» WHAT YOU WILL DO: Which of the lines in the records below hold the string "woken"? Copy every one of them.

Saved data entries
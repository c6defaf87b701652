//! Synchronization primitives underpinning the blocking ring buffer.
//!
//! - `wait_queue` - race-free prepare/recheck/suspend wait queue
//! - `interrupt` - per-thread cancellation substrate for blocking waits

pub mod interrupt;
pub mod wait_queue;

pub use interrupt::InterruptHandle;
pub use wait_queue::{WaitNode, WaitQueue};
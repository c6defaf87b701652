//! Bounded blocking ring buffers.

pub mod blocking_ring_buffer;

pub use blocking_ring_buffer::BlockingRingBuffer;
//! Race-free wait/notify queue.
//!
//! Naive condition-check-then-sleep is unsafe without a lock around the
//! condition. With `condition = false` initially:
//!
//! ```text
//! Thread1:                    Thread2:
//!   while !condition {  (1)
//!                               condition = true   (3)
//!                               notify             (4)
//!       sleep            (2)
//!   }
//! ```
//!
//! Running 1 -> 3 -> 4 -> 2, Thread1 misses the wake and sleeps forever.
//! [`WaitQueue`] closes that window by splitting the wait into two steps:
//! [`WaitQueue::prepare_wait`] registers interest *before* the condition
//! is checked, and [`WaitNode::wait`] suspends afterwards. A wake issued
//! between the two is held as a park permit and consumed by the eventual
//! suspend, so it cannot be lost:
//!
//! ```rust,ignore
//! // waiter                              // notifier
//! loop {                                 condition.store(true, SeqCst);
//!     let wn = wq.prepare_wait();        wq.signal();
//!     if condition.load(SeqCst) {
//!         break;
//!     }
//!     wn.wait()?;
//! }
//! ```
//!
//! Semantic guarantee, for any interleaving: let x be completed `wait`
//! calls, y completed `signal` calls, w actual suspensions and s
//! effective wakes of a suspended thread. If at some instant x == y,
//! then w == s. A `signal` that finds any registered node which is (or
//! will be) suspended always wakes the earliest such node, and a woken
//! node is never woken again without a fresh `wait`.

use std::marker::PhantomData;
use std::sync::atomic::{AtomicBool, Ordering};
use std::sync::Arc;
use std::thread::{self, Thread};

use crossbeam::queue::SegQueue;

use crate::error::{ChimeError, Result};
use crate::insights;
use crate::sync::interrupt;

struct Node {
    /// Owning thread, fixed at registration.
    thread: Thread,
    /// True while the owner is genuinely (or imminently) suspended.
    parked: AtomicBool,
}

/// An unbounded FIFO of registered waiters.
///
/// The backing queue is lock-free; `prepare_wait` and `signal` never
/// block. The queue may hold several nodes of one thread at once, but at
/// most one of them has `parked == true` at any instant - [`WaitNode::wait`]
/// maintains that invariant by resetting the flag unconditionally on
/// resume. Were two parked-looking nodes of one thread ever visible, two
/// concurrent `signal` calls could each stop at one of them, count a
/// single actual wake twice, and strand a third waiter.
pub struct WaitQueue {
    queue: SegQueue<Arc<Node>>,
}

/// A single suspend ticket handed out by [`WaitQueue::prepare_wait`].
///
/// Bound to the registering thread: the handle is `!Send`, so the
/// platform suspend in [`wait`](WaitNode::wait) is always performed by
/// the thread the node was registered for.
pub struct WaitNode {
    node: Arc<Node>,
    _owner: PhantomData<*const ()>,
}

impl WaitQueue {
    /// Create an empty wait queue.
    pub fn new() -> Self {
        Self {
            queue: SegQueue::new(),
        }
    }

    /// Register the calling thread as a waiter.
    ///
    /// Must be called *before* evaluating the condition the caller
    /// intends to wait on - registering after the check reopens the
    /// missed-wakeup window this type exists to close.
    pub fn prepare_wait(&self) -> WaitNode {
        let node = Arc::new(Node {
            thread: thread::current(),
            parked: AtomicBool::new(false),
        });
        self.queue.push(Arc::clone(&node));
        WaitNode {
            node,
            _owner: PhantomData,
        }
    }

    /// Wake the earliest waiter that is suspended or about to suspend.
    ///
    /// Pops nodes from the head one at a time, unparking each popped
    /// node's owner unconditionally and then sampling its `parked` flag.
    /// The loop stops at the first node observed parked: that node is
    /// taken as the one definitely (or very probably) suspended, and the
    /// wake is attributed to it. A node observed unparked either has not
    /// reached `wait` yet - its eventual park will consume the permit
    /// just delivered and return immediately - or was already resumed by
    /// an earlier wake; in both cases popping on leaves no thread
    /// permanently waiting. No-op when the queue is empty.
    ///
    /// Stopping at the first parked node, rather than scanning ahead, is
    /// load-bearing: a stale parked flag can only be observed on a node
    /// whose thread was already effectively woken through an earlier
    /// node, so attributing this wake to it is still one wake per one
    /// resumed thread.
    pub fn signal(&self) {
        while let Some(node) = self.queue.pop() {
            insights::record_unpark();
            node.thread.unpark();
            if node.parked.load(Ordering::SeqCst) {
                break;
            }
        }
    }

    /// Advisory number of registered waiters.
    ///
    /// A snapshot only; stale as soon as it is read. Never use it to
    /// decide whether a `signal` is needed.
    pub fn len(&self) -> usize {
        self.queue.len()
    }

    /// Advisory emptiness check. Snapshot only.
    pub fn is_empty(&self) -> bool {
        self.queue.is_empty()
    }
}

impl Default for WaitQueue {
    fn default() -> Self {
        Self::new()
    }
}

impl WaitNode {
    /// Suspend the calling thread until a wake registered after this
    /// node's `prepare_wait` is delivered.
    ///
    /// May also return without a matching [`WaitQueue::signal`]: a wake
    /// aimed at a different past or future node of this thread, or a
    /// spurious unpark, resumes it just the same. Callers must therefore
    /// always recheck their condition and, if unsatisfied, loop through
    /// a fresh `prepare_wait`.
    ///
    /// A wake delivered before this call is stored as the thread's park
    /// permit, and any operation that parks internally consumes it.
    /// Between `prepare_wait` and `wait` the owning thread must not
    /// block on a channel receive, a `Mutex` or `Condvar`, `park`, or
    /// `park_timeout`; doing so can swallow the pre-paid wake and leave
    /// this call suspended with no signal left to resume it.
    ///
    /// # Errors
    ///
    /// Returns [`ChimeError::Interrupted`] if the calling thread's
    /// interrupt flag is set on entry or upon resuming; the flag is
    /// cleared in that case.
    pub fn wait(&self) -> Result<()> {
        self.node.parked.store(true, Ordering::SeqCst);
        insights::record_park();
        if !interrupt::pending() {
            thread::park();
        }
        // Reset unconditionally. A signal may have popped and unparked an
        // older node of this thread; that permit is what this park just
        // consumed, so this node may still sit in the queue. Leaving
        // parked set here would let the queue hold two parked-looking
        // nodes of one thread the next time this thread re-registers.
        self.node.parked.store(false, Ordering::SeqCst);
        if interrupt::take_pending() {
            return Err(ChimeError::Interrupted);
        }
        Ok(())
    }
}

==

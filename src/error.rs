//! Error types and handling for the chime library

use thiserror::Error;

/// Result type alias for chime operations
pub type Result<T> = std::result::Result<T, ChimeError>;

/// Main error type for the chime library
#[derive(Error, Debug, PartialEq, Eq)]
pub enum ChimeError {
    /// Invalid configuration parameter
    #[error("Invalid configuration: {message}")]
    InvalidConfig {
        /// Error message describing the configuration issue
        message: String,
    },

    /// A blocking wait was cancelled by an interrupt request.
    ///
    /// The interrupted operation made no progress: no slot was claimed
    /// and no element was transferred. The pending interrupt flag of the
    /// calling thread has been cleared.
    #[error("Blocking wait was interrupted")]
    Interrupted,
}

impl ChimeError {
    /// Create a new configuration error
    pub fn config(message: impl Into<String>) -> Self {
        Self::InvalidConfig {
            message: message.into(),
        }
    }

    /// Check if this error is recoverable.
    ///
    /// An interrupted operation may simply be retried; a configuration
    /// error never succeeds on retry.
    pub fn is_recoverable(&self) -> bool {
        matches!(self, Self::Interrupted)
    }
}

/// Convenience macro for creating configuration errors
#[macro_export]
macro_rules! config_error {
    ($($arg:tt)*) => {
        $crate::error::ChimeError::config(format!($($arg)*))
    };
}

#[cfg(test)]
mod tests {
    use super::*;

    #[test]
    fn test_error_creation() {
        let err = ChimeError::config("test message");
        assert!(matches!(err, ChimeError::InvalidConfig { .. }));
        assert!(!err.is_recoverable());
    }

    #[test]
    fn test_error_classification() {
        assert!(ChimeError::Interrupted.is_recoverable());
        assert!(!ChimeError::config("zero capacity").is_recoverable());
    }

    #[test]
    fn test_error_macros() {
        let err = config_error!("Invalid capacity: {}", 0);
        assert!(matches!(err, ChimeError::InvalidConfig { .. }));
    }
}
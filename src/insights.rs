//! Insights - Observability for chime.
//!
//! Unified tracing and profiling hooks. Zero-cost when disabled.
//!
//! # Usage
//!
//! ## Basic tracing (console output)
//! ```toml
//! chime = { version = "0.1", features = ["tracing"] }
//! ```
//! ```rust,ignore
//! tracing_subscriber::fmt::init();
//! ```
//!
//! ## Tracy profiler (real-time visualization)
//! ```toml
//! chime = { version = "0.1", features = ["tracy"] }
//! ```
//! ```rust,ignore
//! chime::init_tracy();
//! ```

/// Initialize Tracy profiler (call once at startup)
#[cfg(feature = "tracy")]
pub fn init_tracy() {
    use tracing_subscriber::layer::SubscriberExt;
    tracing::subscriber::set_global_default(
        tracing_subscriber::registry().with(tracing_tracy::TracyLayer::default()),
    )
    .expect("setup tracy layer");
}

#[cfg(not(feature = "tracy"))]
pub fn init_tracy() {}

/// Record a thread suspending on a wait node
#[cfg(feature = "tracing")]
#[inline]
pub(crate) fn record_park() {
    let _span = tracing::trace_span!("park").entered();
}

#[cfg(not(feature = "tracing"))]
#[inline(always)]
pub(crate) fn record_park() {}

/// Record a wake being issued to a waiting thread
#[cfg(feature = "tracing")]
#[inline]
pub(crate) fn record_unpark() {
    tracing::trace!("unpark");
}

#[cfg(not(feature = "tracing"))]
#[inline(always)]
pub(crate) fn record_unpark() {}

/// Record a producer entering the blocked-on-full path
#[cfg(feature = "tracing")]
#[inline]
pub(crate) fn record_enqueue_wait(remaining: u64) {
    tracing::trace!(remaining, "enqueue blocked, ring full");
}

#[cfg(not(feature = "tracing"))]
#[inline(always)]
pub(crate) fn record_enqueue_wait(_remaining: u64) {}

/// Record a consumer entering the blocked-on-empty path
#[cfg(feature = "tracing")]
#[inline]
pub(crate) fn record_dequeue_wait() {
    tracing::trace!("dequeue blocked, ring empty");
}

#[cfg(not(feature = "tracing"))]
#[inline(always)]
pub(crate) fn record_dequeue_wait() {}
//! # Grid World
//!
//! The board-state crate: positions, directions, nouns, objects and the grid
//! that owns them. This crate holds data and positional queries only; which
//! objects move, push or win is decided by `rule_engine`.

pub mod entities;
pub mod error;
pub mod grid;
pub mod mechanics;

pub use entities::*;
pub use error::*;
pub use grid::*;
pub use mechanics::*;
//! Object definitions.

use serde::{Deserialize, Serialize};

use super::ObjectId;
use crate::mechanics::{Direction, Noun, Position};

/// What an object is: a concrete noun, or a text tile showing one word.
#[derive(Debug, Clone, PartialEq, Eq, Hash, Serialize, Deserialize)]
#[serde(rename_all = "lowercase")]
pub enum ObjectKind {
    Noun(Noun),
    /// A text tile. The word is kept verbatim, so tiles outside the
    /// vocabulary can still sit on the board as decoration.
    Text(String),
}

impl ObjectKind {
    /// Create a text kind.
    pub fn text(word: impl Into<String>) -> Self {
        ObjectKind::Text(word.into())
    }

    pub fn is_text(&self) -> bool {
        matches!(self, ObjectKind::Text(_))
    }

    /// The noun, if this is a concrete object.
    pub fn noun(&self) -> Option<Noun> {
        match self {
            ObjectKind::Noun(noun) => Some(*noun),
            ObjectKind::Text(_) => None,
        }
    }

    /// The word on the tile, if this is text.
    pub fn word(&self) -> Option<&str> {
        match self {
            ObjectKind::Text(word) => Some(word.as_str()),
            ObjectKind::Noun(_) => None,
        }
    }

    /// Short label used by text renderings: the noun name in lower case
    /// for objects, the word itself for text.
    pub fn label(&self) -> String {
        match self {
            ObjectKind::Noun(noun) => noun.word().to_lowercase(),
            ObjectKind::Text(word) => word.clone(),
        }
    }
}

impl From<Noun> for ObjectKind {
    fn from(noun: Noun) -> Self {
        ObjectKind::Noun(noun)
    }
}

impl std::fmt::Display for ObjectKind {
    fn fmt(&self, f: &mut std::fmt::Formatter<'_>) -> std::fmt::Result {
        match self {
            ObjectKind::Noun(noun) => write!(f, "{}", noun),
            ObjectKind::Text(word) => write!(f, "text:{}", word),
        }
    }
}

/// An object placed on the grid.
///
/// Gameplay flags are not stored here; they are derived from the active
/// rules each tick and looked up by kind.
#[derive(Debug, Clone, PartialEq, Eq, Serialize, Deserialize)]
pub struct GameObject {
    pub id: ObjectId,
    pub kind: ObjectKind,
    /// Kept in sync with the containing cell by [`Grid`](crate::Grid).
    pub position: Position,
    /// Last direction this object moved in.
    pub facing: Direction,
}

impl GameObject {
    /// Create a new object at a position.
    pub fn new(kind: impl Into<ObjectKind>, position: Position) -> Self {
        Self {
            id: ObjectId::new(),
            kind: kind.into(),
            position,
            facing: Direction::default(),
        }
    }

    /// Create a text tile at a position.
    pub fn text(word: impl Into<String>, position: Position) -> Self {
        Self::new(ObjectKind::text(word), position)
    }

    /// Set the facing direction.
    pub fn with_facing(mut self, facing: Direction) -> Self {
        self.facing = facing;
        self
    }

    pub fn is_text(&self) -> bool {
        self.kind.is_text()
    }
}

» EXERCISE OUTPUT:
//! will be) suspended always wakes the earliest such node, and a woken
//! node is never woken again without a fresh `wait`.
    /// whose thread was already effectively woken through an earlier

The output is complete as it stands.